-- Exercise --
Scan the listing for the word "unset" and report every line that contains it.

═══ Records provided

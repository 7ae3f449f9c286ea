//! Shared application state
//!
//! Stores and identity are injected as trait objects so tests and
//! deployments can swap them; the defaults are in-memory.

use crate::config::ServerConfig;
use crate::error::ApiError;
use moka::future::Cache;
use std::sync::Arc;
use vibe_core::{
    CoreConfig, Critic, EditSession, GalleryStore, HeaderIdentity, IdentityProvider, InMemoryGalleryStore,
    InMemoryProjectStore, InMemoryUserDirectory, ProjectStore, SessionId, StoreError, UsageLimiter, UserDirectory,
    UserId,
};
use vibe_genai::GenerationService;
use vibe_sandbox::SandboxRenderer;

/// Header carrying the caller's identity
pub const USER_HEADER: &str = "x-user-id";

/// Header carrying the billing webhook's shared secret
pub const WEBHOOK_SECRET_HEADER: &str = "x-webhook-secret";

/// Owner recorded for anonymous callers when anonymous access is enabled
pub const ANONYMOUS_USER: &str = "anonymous";

/// State cloned into every request
#[derive(Clone)]
pub struct AppState {
    pub core: Arc<CoreConfig>,
    pub critic: Critic,
    pub renderer: SandboxRenderer,
    pub projects: Arc<dyn ProjectStore>,
    pub gallery: Arc<dyn GalleryStore>,
    pub users: Arc<dyn UserDirectory>,
    pub identity: Arc<dyn IdentityProvider>,
    pub limiter: UsageLimiter,
    pub sessions: Cache<SessionId, Arc<EditSession>>,
    pub allow_anonymous: bool,
    pub webhook_secret: Option<Arc<str>>,
    pub body_limit: u64,
    pub gallery_page: usize,
}

impl std::fmt::Debug for AppState {
    fn fmt(&self, f: &mut std::fmt::Formatter<'_>) -> std::fmt::Result {
        f.debug_struct("AppState")
            .field("critic", &self.critic)
            .field("sessions", &self.sessions.entry_count())
            .field("allow_anonymous", &self.allow_anonymous)
            .finish_non_exhaustive()
    }
}

impl AppState {
    /// In-memory state around `generator`
    #[must_use]
    pub fn new(generator: Arc<dyn GenerationService>, config: &ServerConfig) -> Self {
        let projects: Arc<dyn ProjectStore> = Arc::new(InMemoryProjectStore::new());
        let users: Arc<dyn UserDirectory> = Arc::new(InMemoryUserDirectory::new());
        let limiter = UsageLimiter::new(Arc::clone(&users), Arc::clone(&projects), config.core.free_project_limit);
        Self {
            core: Arc::new(config.core.clone()),
            critic: Critic::new(generator, &config.core),
            renderer: SandboxRenderer::default(),
            projects,
            gallery: Arc::new(InMemoryGalleryStore::new()),
            users,
            identity: Arc::new(HeaderIdentity),
            limiter,
            sessions: Cache::builder()
                .max_capacity(config.max_sessions)
                .time_to_idle(config.session_idle)
                .build(),
            allow_anonymous: config.allow_anonymous,
            webhook_secret: config.webhook_secret.as_deref().map(Arc::from),
            body_limit: config.body_limit,
            gallery_page: config.gallery_page,
        }
    }

    /// Replace the project store; the usage limiter follows it
    #[must_use]
    pub fn with_projects(mut self, projects: Arc<dyn ProjectStore>) -> Self {
        self.projects = projects;
        self.rebuild_limiter();
        self
    }

    /// Replace the user directory; the usage limiter follows it
    #[must_use]
    pub fn with_users(mut self, users: Arc<dyn UserDirectory>) -> Self {
        self.users = users;
        self.rebuild_limiter();
        self
    }

    #[must_use]
    pub fn with_gallery(mut self, gallery: Arc<dyn GalleryStore>) -> Self {
        self.gallery = gallery;
        self
    }

    #[must_use]
    pub fn with_identity(mut self, identity: Arc<dyn IdentityProvider>) -> Self {
        self.identity = identity;
        self
    }

    fn rebuild_limiter(&mut self) {
        self.limiter = UsageLimiter::new(
            Arc::clone(&self.users),
            Arc::clone(&self.projects),
            self.core.free_project_limit,
        );
    }

    /// Caller identity. `None` only when anonymous access is enabled and no
    /// credential was sent.
    ///
    /// # Errors
    /// [`ApiError::Unauthenticated`] for a missing or unresolvable credential
    pub async fn caller(&self, credential: Option<&str>) -> Result<Option<UserId>, ApiError> {
        match self.identity.resolve(credential).await {
            Ok(Some(user)) => Ok(Some(user)),
            Ok(None) if self.allow_anonymous => Ok(None),
            Ok(None) | Err(StoreError::Unauthenticated) => Err(ApiError::Unauthenticated),
            Err(err) => Err(err.into()),
        }
    }

    /// Caller identity, with anonymous callers mapped to [`ANONYMOUS_USER`]
    ///
    /// # Errors
    /// As [`Self::caller`]
    pub async fn owner(&self, credential: Option<&str>) -> Result<UserId, ApiError> {
        match self.caller(credential).await? {
            Some(user) => Ok(user),
            None => Ok(UserId::new(ANONYMOUS_USER)?),
        }
    }

    /// Enforce the monthly limit for identified callers
    ///
    /// # Errors
    /// [`vibe_core::CoreError::LimitReached`] for a free user over the limit
    pub async fn check_usage(&self, user: Option<&UserId>) -> Result<(), ApiError> {
        if let Some(user) = user {
            self.limiter.check(user).await?;
        }
        Ok(())
    }

    /// Session `id` if `caller` may act on it
    ///
    /// # Errors
    /// Not found for unknown ids and for sessions owned by someone else
    pub async fn session(&self, id: &str, caller: Option<&UserId>) -> Result<Arc<EditSession>, ApiError> {
        let not_found = || ApiError::from(StoreError::not_found("session", id));
        let session_id: SessionId = id.parse().map_err(|_| not_found())?;
        let session = self.sessions.get(&session_id).await.ok_or_else(not_found)?;
        if session.is_owned_by(caller) {
            Ok(session)
        } else {
            Err(not_found())
        }
    }

    /// Session `id` regardless of owner; for the sandboxed preview, which
    /// cannot carry credentials and only reads
    ///
    /// # Errors
    /// Not found for unknown ids
    pub async fn session_by_id(&self, id: &str) -> Result<Arc<EditSession>, ApiError> {
        let not_found = || ApiError::from(StoreError::not_found("session", id));
        let session_id: SessionId = id.parse().map_err(|_| not_found())?;
        self.sessions.get(&session_id).await.ok_or_else(not_found)
    }

    /// Session `id` if `token` is its edit token; for the editor page,
    /// which acts on one session without the owner's identity
    ///
    /// # Errors
    /// Not found for unknown ids and for a missing or wrong token
    pub async fn session_with_token(&self, id: &str, token: Option<&str>) -> Result<Arc<EditSession>, ApiError> {
        let session = self.session_by_id(id).await?;
        match token {
            Some(token) if session.accepts_token(token) => Ok(session),
            _ => Err(StoreError::not_found("session", id).into()),
        }
    }

    /// Check a webhook's shared secret in constant time
    #[must_use]
    pub fn webhook_authorized(&self, presented: Option<&str>) -> bool {
        match (self.webhook_secret.as_deref(), presented) {
            (Some(expected), Some(presented)) => {
                blake3::hash(expected.as_bytes()) == blake3::hash(presented.as_bytes())
            }
            _ => false,
        }
    }
}

#[cfg(test)]
mod tests {
    use super::*;
    use vibe_test_utils::ScriptedGenerator;

    fn state(config: &ServerConfig) -> AppState {
        AppState::new(Arc::new(ScriptedGenerator::new(Vec::<String>::new())), config)
    }

    #[tokio::test]
    async fn anonymous_callers_need_opt_in() {
        let closed = state(&ServerConfig::default());
        assert!(matches!(closed.caller(None).await, Err(ApiError::Unauthenticated)));
        assert_eq!(closed.caller(Some("u1")).await.unwrap(), Some(UserId::new("u1").unwrap()));

        let open = state(&ServerConfig {
            allow_anonymous: true,
            ..ServerConfig::default()
        });
        assert_eq!(open.caller(None).await.unwrap(), None);
        assert_eq!(open.owner(None).await.unwrap().as_str(), ANONYMOUS_USER);
    }

    #[tokio::test]
    async fn edit_token_opens_only_its_session() {
        let state = state(&ServerConfig::default());
        let config = CoreConfig::default();
        let session = Arc::new(EditSession::new(
            Some(UserId::new("u1").unwrap()),
            state.critic.clone(),
            &config,
        ));
        state.sessions.insert(session.id(), Arc::clone(&session)).await;
        let id = session.id().to_string();

        let found = state.session_with_token(&id, Some(session.edit_token())).await.unwrap();
        assert_eq!(found.id(), session.id());
        assert!(state.session_with_token(&id, Some("guess")).await.is_err());
        assert!(state.session_with_token(&id, None).await.is_err());
        assert!(state.session(&id, Some(&UserId::new("u2").unwrap())).await.is_err());
    }

    #[test]
    fn webhook_secret_must_match() {
        let unset = state(&ServerConfig::default());
        assert!(!unset.webhook_authorized(Some("anything")));

        let set = state(&ServerConfig {
            webhook_secret: Some("whsec".into()),
            ..ServerConfig::default()
        });
        assert!(set.webhook_authorized(Some("whsec")));
        assert!(!set.webhook_authorized(Some("whsec2")));
        assert!(!set.webhook_authorized(None));
    }
}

══════

-- Solution --
        let unset = state(&ServerConfig::default());
        assert!(!unset.webhook_authorized(Some("anything")));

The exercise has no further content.